Gempa Maroko magnitudo 6,8 yang melanda pada 8 September 2023 waktu setempat, menewaskan lebih dari 2.000 orang.
Hingga saat ini proses pencarian korban masih dilakukan, karena banyaknya bangunan yang roboh.
Namun, ketika korban terus bertambah, muncul isu fenomena aneh terjadi di langit Maroko sebelum gempa mematikan itu.
Video dan gambar mulai bermunculan di media sosial beredar video cahaya biru misterius muncul di langit di kota Agadir di Maroko.
Cahaya biru misterius itu terekam oleh kamera CCTV yang dipasang di rumah seseorang.
Ini bukan pertama kalinya cahaya seperti itu terekam tepat sebelum gempa bumi dahsyat terjadi.
Fenomena serupa juga terjadi sebelum gempa bumi dahsyat di Turki pada bulan Februari.
Petir ini dikenal sebagai Earthquake Lights (EQL), biasanya muncul di dekat tekanan tektonik, aktivitas seismik, atau wilayah dengan letusan gunung berapi aktif.
Yang mengherankan, mereka telah dapat diamati selama ribuan tahun, dan kemunculan pertama mereka dilaporkan terjadi pada tahun 89 SM.
Dilansir dari USGS, EQL adalah fenomena seperti kilatan lembaran, bola cahaya, pita, dan cahaya tetap, yang dilaporkan berhubungan dengan gempa bumi.
Para ahli geofisika berbeda pendapat dalam hal sejauh mana mereka berpikir bahwa laporan individu tentang pencahayaan yang tidak biasa di dekat waktu dan pusat gempa sebenarnya mewakili EQL.
Beberapa ragu bahwa laporan mana pun merupakan bukti kuat untuk EQL, sedangkan yang lain berpendapat bahwa setidaknya beberapa laporan masuk akal.
Hipotesis berbasis fisika telah diajukan untuk menjelaskan kelas laporan EQL tertentu, seperti laporan yang berada di sekitar patahan penyebab pada saat gempa besar.
Di sisi lain, beberapa laporan mengenai EQL ternyata dikaitkan dengan aliran listrik yang berasal dari guncangan saluran listrik.
Penyebab EQL
Menganalisis 65 kejadian cahaya gempa untuk mengetahui polanya dalam studi tahun 2014, Freund dan rekannya berteori bahwa cahaya disebabkan oleh muatan listrik yang diaktifkan pada jenis batuan tertentu selama aktivitas seismik, “seolah-olah Anda menyalakan baterai di kerak bumi.”
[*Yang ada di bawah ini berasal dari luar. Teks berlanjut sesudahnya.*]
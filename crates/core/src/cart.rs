//! Untrusted cart payload validation.
//!
//! The cart arrives as arbitrary JSON from the browser. Nothing in it is
//! trusted except the shape checked here: product IDs and quantities. Prices
//! always come from the catalog.

use std::sync::LazyLock;

use regex::Regex;
use serde::{Deserialize, Serialize};
use serde_json::Value;
use uuid::Uuid;

use crate::types::{Email, EmailError, ProductId};

/// Canonical lowercase-or-uppercase hyphenated UUID v4.
/// Hyphenated RFC 4122 form; the version is checked after parsing.
static UUID_PATTERN: LazyLock<Regex> = LazyLock::new(|| {
    Regex::new(r"(?i)^[0-9a-f]{8}-[0-9a-f]{4}-[0-9a-f]{4}-[89ab][0-9a-f]{3}-[0-9a-f]{12}$")
        .expect("uuid pattern is a valid regex")
});

/// Bounds applied to every cart.
#[derive(Debug, Clone, Copy, PartialEq, Eq)]
pub struct CartLimits {
    /// Maximum number of distinct lines.
    pub max_items: usize,
    /// Maximum quantity of a single product.
    pub max_quantity: u32,
    /// Maximum raw request size, checked before JSON parsing.
    pub max_payload_bytes: usize,
}

impl Default for CartLimits {
    fn default() -> Self {
        Self {
            max_items: 50,
            max_quantity: 99,
            max_payload_bytes: 64 * 1024,
        }
    }
}

/// A cart line that passed validation.
#[derive(Debug, Clone, Copy, PartialEq, Eq, Serialize, Deserialize)]
#[serde(rename_all = "camelCase")]
pub struct ValidatedItem {
    pub product_id: ProductId,
    pub quantity: u32,
}

/// Why a cart (or its accompanying email) was rejected.
///
/// Every variant is a client error: retrying the same payload will fail the
/// same way.
#[derive(thiserror::Error, Debug, Clone, PartialEq, Eq)]
pub enum CartError {
    #[error("request body is {size} bytes, maximum is {max}")]
    PayloadTooLarge { size: usize, max: usize },

    #[error("request body is not valid JSON: {0}")]
    MalformedBody(String),

    #[error("cart items must be an array")]
    NotAnArray,

    #[error("cart is empty")]
    Empty,

    #[error("cart has {count} items, maximum is {max}")]
    TooManyItems { count: usize, max: usize },

    #[error("item {index} must be an object")]
    InvalidItem { index: usize },

    #[error("item {index} has an invalid product id")]
    InvalidProductId { index: usize },

    #[error("item {index} quantity must be a whole number between 1 and {max}")]
    InvalidQuantity { index: usize, max: u32 },

    #[error("email is required")]
    MissingEmail,

    #[error("invalid email: {0}")]
    InvalidEmail(#[from] EmailError),
}

impl CartError {
    /// Stable machine-readable code.
    #[must_use]
    pub const fn code(&self) -> &'static str {
        match self {
            Self::PayloadTooLarge { .. } => "payload_too_large",
            Self::MalformedBody(_) => "malformed_body",
            Self::NotAnArray => "items_not_array",
            Self::Empty => "cart_empty",
            Self::TooManyItems { .. } => "too_many_items",
            Self::InvalidItem { .. } => "invalid_item",
            Self::InvalidProductId { .. } => "invalid_product_id",
            Self::InvalidQuantity { .. } => "invalid_quantity",
            Self::MissingEmail => "email_required",
            Self::InvalidEmail(_) => "invalid_email",
        }
    }

    /// Index of the offending item, when the error is about one item.
    #[must_use]
    pub const fn item_index(&self) -> Option<usize> {
        match self {
            Self::InvalidItem { index }
            | Self::InvalidProductId { index }
            | Self::InvalidQuantity { index, .. } => Some(*index),
            _ => None,
        }
    }
}

/// Reject a request body larger than the configured ceiling.
///
/// # Errors
///
/// Returns [`CartError::PayloadTooLarge`] when `size` exceeds the limit.
pub fn check_payload_size(size: usize, limits: &CartLimits) -> Result<(), CartError> {
    if size > limits.max_payload_bytes {
        return Err(CartError::PayloadTooLarge {
            size,
            max: limits.max_payload_bytes,
        });
    }
    Ok(())
}

/// Validate the `items` value of a checkout request.
///
/// Lines with the same product are merged; the merged quantity must still be
/// within bounds. Order of first appearance is preserved.
///
/// # Errors
///
/// Returns the first [`CartError`] encountered.
pub fn validate_cart(raw: &Value, limits: &CartLimits) -> Result<Vec<ValidatedItem>, CartError> {
    let Value::Array(entries) = raw else {
        return Err(CartError::NotAnArray);
    };
    if entries.is_empty() {
        return Err(CartError::Empty);
    }
    if entries.len() > limits.max_items {
        return Err(CartError::TooManyItems {
            count: entries.len(),
            max: limits.max_items,
        });
    }

    let mut items: Vec<ValidatedItem> = Vec::with_capacity(entries.len());
    for (index, entry) in entries.iter().enumerate() {
        let Value::Object(fields) = entry else {
            return Err(CartError::InvalidItem { index });
        };

        let product_id = fields
            .get("productId")
            .and_then(Value::as_str)
            .and_then(parse_product_id)
            .ok_or(CartError::InvalidProductId { index })?;

        let quantity = parse_quantity(fields.get("quantity"), limits.max_quantity)
            .ok_or(CartError::InvalidQuantity {
                index,
                max: limits.max_quantity,
            })?;

        if let Some(existing) = items.iter_mut().find(|i| i.product_id == product_id) {
            existing.quantity = existing
                .quantity
                .checked_add(quantity)
                .filter(|q| *q <= limits.max_quantity)
                .ok_or(CartError::InvalidQuantity {
                    index,
                    max: limits.max_quantity,
                })?;
        } else {
            items.push(ValidatedItem {
                product_id,
                quantity,
            });
        }
    }

    Ok(items)
}

/// Validate and normalize the email that accompanies a cart.
///
/// # Errors
///
/// Returns [`CartError::MissingEmail`] when absent and
/// [`CartError::InvalidEmail`] when malformed.
pub fn validate_email(raw: Option<&str>) -> Result<Email, CartError> {
    let raw = raw.ok_or(CartError::MissingEmail)?;
    Ok(Email::parse(raw)?)
}

fn parse_product_id(raw: &str) -> Option<ProductId> {
    if !UUID_PATTERN.is_match(raw) {
        return None;
    }
    Uuid::parse_str(raw)
        .ok()
        .map(ProductId::new)
        .filter(ProductId::is_v4)
}

/// Absent or null quantity means one unit.
fn parse_quantity(raw: Option<&Value>, max: u32) -> Option<u32> {
    let quantity = match raw {
        None | Some(Value::Null) => return Some(1),
        Some(Value::Number(n)) => match n.as_u64() {
            Some(q) => q,
            None => whole_float(n.as_f64()?, max)?,
        },
        Some(_) => return None,
    };

    u32::try_from(quantity)
        .ok()
        .filter(|q| (1..=max).contains(q))
}

/// JSON clients may send `2.0`; accept it only when it is whole and in range.
#[allow(clippy::cast_possible_truncation, clippy::cast_sign_loss)]
fn whole_float(f: f64, max: u32) -> Option<u64> {
    (f.fract() == 0.0 && f >= 1.0 && f <= f64::from(max)).then(|| f as u64)
}

#[cfg(test)]
#[allow(clippy::unwrap_used)]
mod tests {
    use serde_json::json;

    use super::*;

    const A: &str = "3f2504e0-4f89-41d3-9a0c-0305e82c3301";
    const B: &str = "9b2d7c1e-5a4f-4e8b-8c3d-2f1a0b9e7d65";

    fn limits() -> CartLimits {
        CartLimits::default()
    }

    #[test]
    fn test_valid_cart() {
        let items = validate_cart(
            &json!([{ "productId": A, "quantity": 2 }, { "productId": B, "quantity": 1 }]),
            &limits(),
        )
        .unwrap();
        assert_eq!(items.len(), 2);
        assert_eq!(items[0].product_id.to_string(), A);
        assert_eq!(items[0].quantity, 2);
    }

    #[test]
    fn test_uppercase_uuid_accepted() {
        let items =
            validate_cart(&json!([{ "productId": A.to_uppercase() }]), &limits()).unwrap();
        assert_eq!(items[0].product_id.to_string(), A);
    }

    #[test]
    fn test_missing_quantity_defaults_to_one() {
        let items = validate_cart(&json!([{ "productId": A }]), &limits()).unwrap();
        assert_eq!(items[0].quantity, 1);
        let items =
            validate_cart(&json!([{ "productId": A, "quantity": null }]), &limits()).unwrap();
        assert_eq!(items[0].quantity, 1);
    }

    #[test]
    fn test_whole_float_quantity_accepted() {
        let items =
            validate_cart(&json!([{ "productId": A, "quantity": 3.0 }]), &limits()).unwrap();
        assert_eq!(items[0].quantity, 3);
    }

    #[test]
    fn test_not_an_array() {
        assert_eq!(
            validate_cart(&json!({ "productId": A }), &limits()),
            Err(CartError::NotAnArray)
        );
        assert_eq!(validate_cart(&Value::Null, &limits()), Err(CartError::NotAnArray));
    }

    #[test]
    fn test_empty_cart() {
        assert_eq!(validate_cart(&json!([]), &limits()), Err(CartError::Empty));
    }

    #[test]
    fn test_too_many_items() {
        let entries: Vec<Value> = (0..51).map(|_| json!({ "productId": A })).collect();
        assert!(matches!(
            validate_cart(&Value::Array(entries), &limits()),
            Err(CartError::TooManyItems { count: 51, max: 50 })
        ));
    }

    #[test]
    fn test_invalid_product_ids() {
        for bad in [
            json!("not-a-uuid"),
            json!("3f2504e0-4f89-11d3-9a0c-0305e82c3301"), // v1
            json!("018f3a2b-7c4d-7e8f-9a0b-1c2d3e4f5a6b"), // v7
            json!("3f2504e04f8941d39a0c0305e82c3301"),      // unhyphenated
            json!(42),
        ] {
            let result = validate_cart(&json!([{ "productId": bad }]), &limits());
            assert_eq!(result, Err(CartError::InvalidProductId { index: 0 }), "{bad}");
        }
    }

    #[test]
    fn test_invalid_quantities() {
        for bad in [json!(0), json!(-1), json!(1.5), json!(100), json!("2"), json!(true)] {
            let result = validate_cart(&json!([{ "productId": A, "quantity": bad }]), &limits());
            assert!(
                matches!(result, Err(CartError::InvalidQuantity { index: 0, .. })),
                "{bad}"
            );
        }
    }

    #[test]
    fn test_item_must_be_object() {
        let result = validate_cart(&json!([{ "productId": A }, A]), &limits());
        assert_eq!(result, Err(CartError::InvalidItem { index: 1 }));
        assert_eq!(result.unwrap_err().item_index(), Some(1));
    }

    #[test]
    fn test_duplicates_are_merged() {
        let items = validate_cart(
            &json!([
                { "productId": A, "quantity": 2 },
                { "productId": B },
                { "productId": A, "quantity": 3 }
            ]),
            &limits(),
        )
        .unwrap();
        assert_eq!(items.len(), 2);
        assert_eq!(items[0].quantity, 5);
        assert_eq!(items[1].quantity, 1);
    }

    #[test]
    fn test_merged_quantity_is_bounded() {
        let result = validate_cart(
            &json!([{ "productId": A, "quantity": 60 }, { "productId": A, "quantity": 40 }]),
            &limits(),
        );
        assert!(matches!(
            result,
            Err(CartError::InvalidQuantity { index: 1, max: 99 })
        ));
    }

    #[test]
    fn test_payload_size() {
        let limits = limits();
        assert!(check_payload_size(limits.max_payload_bytes, &limits).is_ok());
        assert_eq!(
            check_payload_size(limits.max_payload_bytes + 1, &limits)
                .unwrap_err()
                .code(),
            "payload_too_large"
        );
    }

    #[test]
    fn test_validate_email() {
        assert_eq!(
            validate_email(Some(" Buyer@Example.com ")).unwrap().as_str(),
            "buyer@example.com"
        );
        assert_eq!(validate_email(None), Err(CartError::MissingEmail));
        assert_eq!(
            validate_email(Some("nope")).unwrap_err().code(),
            "invalid_email"
        );
    }
}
Batuan basal dan gabbro, misalnya, memiliki cacat kecil pada kristalnya yang dapat melepaskan muatan listrik ke udara. Para ilmuwan memperkirakan, kondisi yang memungkinkan terjadinya cahaya ini terjadi pada kurang dari 0,5 persen gempa bumi di seluruh dunia.
Hal ini menjelaskan mengapa gempa bumi tersebut relatif jarang terjadi. Mereka juga mencatat bahwa cahaya gempa lebih sering muncul sebelum atau selama gempa, dibandingkan setelahnya.
Sebuah studi sebelumnya mengusulkan bahwa tekanan tektonik menciptakan apa yang disebut efek piezoelektrik, di mana batuan yang mengandung kuarsa menghasilkan medan listrik yang kuat ketika dikompresi dengan cara tertentu.
Namun salah satu komplikasi dalam mempelajari cahaya gempa adalah, tentu saja, cahaya tersebut tidak dapat diprediksi dan berumur pendek. Dalam upaya untuk mengatasi hal ini, beberapa ilmuwan telah mencoba menciptakan kembali fenomena tersebut di laboratorium.
Dalam sebuah penelitian yang dipimpin oleh seorang ahli fisika di Universitas Rutgers New Jersey dan diterbitkan pada tahun 2014, butiran bahan yang berbeda tepung, cakram plastik, plester menghasilkan lonjakan tegangan saat diaduk. Para ilmuwan mengaitkan efek ini dengan gesekan antar butiran, yang bertentangan dengan teori piezoelektrik dan teori Freund.
Selama teori-teori ilmiah yang saling bertentangan muncul, perdebatan tentang penyebab gempa bumi masih terus berlanjut.